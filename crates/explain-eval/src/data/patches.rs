//! Patch partitioning of spatial axes.
//!
//! A patch is a rectangular (or cubic) sub-region of an instance's spatial
//! axes that spans every channel. Patches are enumerated in raster order:
//! the row-major product of per-axis offsets, last axis fastest.

use std::ops::Range;

use ndarray::{ArrayViewD, Slice};

use super::layout::axis;
use crate::error::{ConfigError, Result};

/// Build per-axis index ranges for a patch at `coords`.
///
/// A single-element `patch_size` is broadcast to every coordinate.
pub fn create_patch_slice(
    patch_size: &[usize],
    coords: &[usize],
) -> Result<Vec<Range<usize>>, ConfigError> {
    let sizes: Vec<usize> = if patch_size.len() == 1 && coords.len() != 1 {
        vec![patch_size[0]; coords.len()]
    } else if patch_size.len() == coords.len() {
        patch_size.to_vec()
    } else {
        return Err(ConfigError::PatchRankMismatch {
            patch_dims: patch_size.len(),
            expected: coords.len(),
        });
    };

    Ok(coords
        .iter()
        .zip(sizes)
        .map(|(&start, size)| start..start + size)
        .collect())
}

/// Expand a patch slice over `axes` into ranges for every axis of `shape`.
///
/// Axes not listed in `axes` are taken whole. Ranges are clipped to the
/// axis extent, so a patch running past the end is truncated (possibly to
/// an empty range).
pub fn expand_indices(
    shape: &[usize],
    patch_slice: &[Range<usize>],
    axes: &[usize],
) -> Result<Vec<Range<usize>>, ConfigError> {
    if patch_slice.len() != axes.len() || axes.iter().any(|&ax| ax >= shape.len()) {
        return Err(ConfigError::PatchRankMismatch {
            patch_dims: patch_slice.len(),
            expected: axes.len().min(shape.len()),
        });
    }

    let mut ranges: Vec<Range<usize>> = shape.iter().map(|&extent| 0..extent).collect();
    for (range, &ax) in patch_slice.iter().zip(axes) {
        let extent = shape[ax];
        ranges[ax] = range.start.min(extent)..range.end.min(extent);
    }
    Ok(ranges)
}

/// Number of patches of side `patch_size` covering `shape`.
///
/// With `overlap`, a trailing partial patch on an axis is counted (ceil);
/// without it only whole patches are (floor). Both agree when `patch_size`
/// tiles the shape.
pub fn nr_patches(shape: &[usize], patch_size: usize, overlap: bool) -> usize {
    if patch_size == 0 {
        return 0;
    }
    shape
        .iter()
        .map(|&extent| {
            if overlap {
                extent.div_ceil(patch_size)
            } else {
                extent / patch_size
            }
        })
        .product()
}

/// Check that `patch_size` evenly divides every extent of `shape`.
pub fn check_patch_size(patch_size: usize, shape: &[usize]) -> Result<(), ConfigError> {
    if patch_size == 0 {
        return Err(ConfigError::InvalidPatchSize(patch_size));
    }
    if shape.iter().any(|&extent| extent % patch_size != 0) {
        return Err(ConfigError::PatchSizeMismatch {
            patch_size,
            shape: shape.to_vec(),
        });
    }
    Ok(())
}

// =============================================================================
// PatchGrid
// =============================================================================

/// Ordered set of patches over the spatial axes of one instance.
///
/// Each entry holds one range per spatial axis. Instance axis 0 is the
/// channel axis and is always taken whole.
#[derive(Debug, Clone, PartialEq, Eq)]
pub struct PatchGrid {
    patches: Vec<Vec<Range<usize>>>,
    spatial_axes: Vec<usize>,
    instance_shape: Vec<usize>,
}

impl PatchGrid {
    /// Tile every spatial axis with patches of side `patch_size`.
    ///
    /// `instance_shape` is channel-first with the batch axis stripped.
    pub fn tiled(instance_shape: &[usize], patch_size: usize) -> Result<Self, ConfigError> {
        if patch_size == 0 {
            return Err(ConfigError::InvalidPatchSize(patch_size));
        }
        let spatial_axes: Vec<usize> = (axis::FIRST_SPATIAL..instance_shape.len()).collect();

        let mut coords: Vec<Vec<usize>> = vec![Vec::new()];
        for &ax in &spatial_axes {
            let offsets: Vec<usize> = (0..instance_shape[ax]).step_by(patch_size).collect();
            coords = coords
                .into_iter()
                .flat_map(|prefix| {
                    offsets.iter().map(move |&offset| {
                        let mut c = prefix.clone();
                        c.push(offset);
                        c
                    })
                })
                .collect();
        }

        let patches = coords
            .iter()
            .map(|c| create_patch_slice(&[patch_size], c))
            .collect::<Result<Vec<_>, _>>()?;

        Ok(Self {
            patches,
            spatial_axes,
            instance_shape: instance_shape.to_vec(),
        })
    }

    /// `count` consecutive windows of `patch_size` along the first spatial axis.
    ///
    /// Windows past the end of the axis are clipped and may be empty.
    pub fn windows(
        instance_shape: &[usize],
        patch_size: usize,
        count: usize,
    ) -> Result<Self, ConfigError> {
        if patch_size == 0 {
            return Err(ConfigError::InvalidPatchSize(patch_size));
        }
        let patches = (0..count)
            .map(|i| create_patch_slice(&[patch_size], &[i * patch_size]))
            .collect::<Result<Vec<_>, _>>()?;

        Ok(Self {
            patches,
            spatial_axes: vec![axis::FIRST_SPATIAL],
            instance_shape: instance_shape.to_vec(),
        })
    }

    /// Number of patches.
    #[inline]
    pub fn len(&self) -> usize {
        self.patches.len()
    }

    /// Whether the grid has no patches.
    #[inline]
    pub fn is_empty(&self) -> bool {
        self.patches.is_empty()
    }

    /// Instance axes the patches index into.
    pub fn spatial_axes(&self) -> &[usize] {
        &self.spatial_axes
    }

    /// Raw (unclipped) spatial ranges of patch `index`.
    pub fn patch(&self, index: usize) -> Option<&[Range<usize>]> {
        self.patches.get(index).map(Vec::as_slice)
    }

    /// View of patch `index` within an instance-shaped array.
    ///
    /// `arr` may have any channel count; only its spatial axes are indexed.
    pub fn extract<'a>(
        &self,
        arr: &'a ArrayViewD<'_, f32>,
        index: usize,
    ) -> Result<ArrayViewD<'a, f32>, ConfigError> {
        let patch = self.patches.get(index).ok_or(ConfigError::PatchIndex {
            index,
            nr_patches: self.patches.len(),
        })?;
        let ranges = expand_indices(arr.shape(), patch, &self.spatial_axes)?;
        Ok(arr.slice_each_axis(|ax| Slice::from(ranges[ax.axis.index()].clone())))
    }

    /// Number of elements covered by patch `index` in the instance shape.
    pub fn area(&self, index: usize) -> usize {
        match self.patches.get(index) {
            Some(patch) => expand_indices(&self.instance_shape, patch, &self.spatial_axes)
                .map(|ranges| ranges.iter().map(|r| r.len()).product())
                .unwrap_or(0),
            None => 0,
        }
    }
}
//! Output transformation applied to model scores.
//!
//! - [`Identity`](OutputTransform::Identity): raw logits
//! - [`Softmax`](OutputTransform::Softmax): class probabilities

use ndarray::Array2;

/// How raw class scores are turned into predictions.
#[derive(Debug, Clone, Copy, PartialEq, Eq, Hash, Default)]
pub enum OutputTransform {
    /// No transformation; output = logits.
    #[default]
    Identity,

    /// Softmax over the class axis of each row.
    Softmax,
}

impl OutputTransform {
    /// Transform selected by a softmax flag.
    pub fn from_softmax(softmax: bool) -> Self {
        if softmax {
            Self::Softmax
        } else {
            Self::Identity
        }
    }

    /// Apply the transformation in-place to a `(n_rows, n_classes)` score matrix.
    ///
    /// NaN and Inf inputs propagate through without panics.
    pub fn transform_inplace(&self, scores: &mut Array2<f32>) {
        match self {
            OutputTransform::Identity => {}
            OutputTransform::Softmax => {
                // Rows are not contiguous when the backend returns a transposed matrix.
                for mut row in scores.rows_mut() {
                    let mut buf = row.to_vec();
                    softmax_inplace(&mut buf);
                    row.iter_mut().zip(buf).for_each(|(dst, v)| *dst = v);
                }
            }
        }
    }
}

/// Numerically stable softmax in-place.
/// Subtracts max before exponentiating to avoid overflow.
#[inline]
fn softmax_inplace(row: &mut [f32]) {
    if row.is_empty() {
        return;
    }

    let max = row.iter().cloned().fold(f32::NEG_INFINITY, f32::max);

    let mut sum = 0.0f32;
    for x in row.iter_mut() {
        *x = (*x - max).exp();
        sum += *x;
    }

    if sum > 0.0 {
        for x in row.iter_mut() {
            *x /= sum;
        }
    }
}
//! explain-eval: evaluation metrics for attribution maps.
//!
//! Quantifies how well an explanation method (saliency, gradients, ...)
//! behaves by running controlled perturbation experiments against the model
//! being explained and scoring the resulting attributions.
//!
//! # Key Types
//!
//! - [`Continuity`] / [`ContinuityConfig`] - Continuity metric and its builder
//! - [`Model`] / [`Predictor`] - Model backends and the uniform interface metrics call
//! - [`Explainer`] / [`Perturbation`] - Pluggable collaborator functions
//! - [`Batch`] - Inputs, labels, attributions and masks for one call
//! - [`MetricError`] - Everything that can go wrong during a call
//!
//! # Usage
//!
//! Configure a metric once with its builder, then call it with a model, a
//! batch and per-call [`CallOptions`]. See the [`metrics`] module for the
//! evaluation life-cycle.

// Re-export approx traits for users who want to compare scores
pub use approx;

pub mod data;
pub mod error;
pub mod functions;
pub mod metrics;
pub mod model;
pub mod testing;
pub mod utils;

// =============================================================================
// Convenience Re-exports
// =============================================================================

// Metrics
pub use metrics::{
    CallOptions, Continuity, ContinuityConfig, ContinuityResult, Evaluator, History, Metric,
    MetricKind,
};

// Data
pub use data::{Batch, Modality};

// Collaborators
pub use functions::{Aggregator, Baseline, Explainer, Normaliser, Perturbation, Similarity};
pub use model::{Device, FnModel, Model, PredictOptions, Predictor};

// Errors
pub use error::{ConfigError, MetricError, ModalityError, ShapeError};

// Shared utilities
pub use utils::Parallelism;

Exercise description —
Out of the data above, set down the lines from the one with "fn softmax_inplace(row: &mut" to the one with "interface metrics call", both included, exactly as written and with no additions.

Answer to this task —
fn softmax_inplace(row: &mut [f32]) {
    if row.is_empty() {
        return;
    }

    let max = row.iter().cloned().fold(f32::NEG_INFINITY, f32::max);

    let mut sum = 0.0f32;
    for x in row.iter_mut() {
        *x = (*x - max).exp();
        sum += *x;
    }

    if sum > 0.0 {
        for x in row.iter_mut() {
            *x /= sum;
        }
    }
}
//! explain-eval: evaluation metrics for attribution maps.
//!
//! Quantifies how well an explanation method (saliency, gradients, ...)
//! behaves by running controlled perturbation experiments against the model
//! being explained and scoring the resulting attributions.
//!
//! # Key Types
//!
//! - [`Continuity`] / [`ContinuityConfig`] - Continuity metric and its builder
//! - [`Model`] / [`Predictor`] - Model backends and the uniform interface metrics call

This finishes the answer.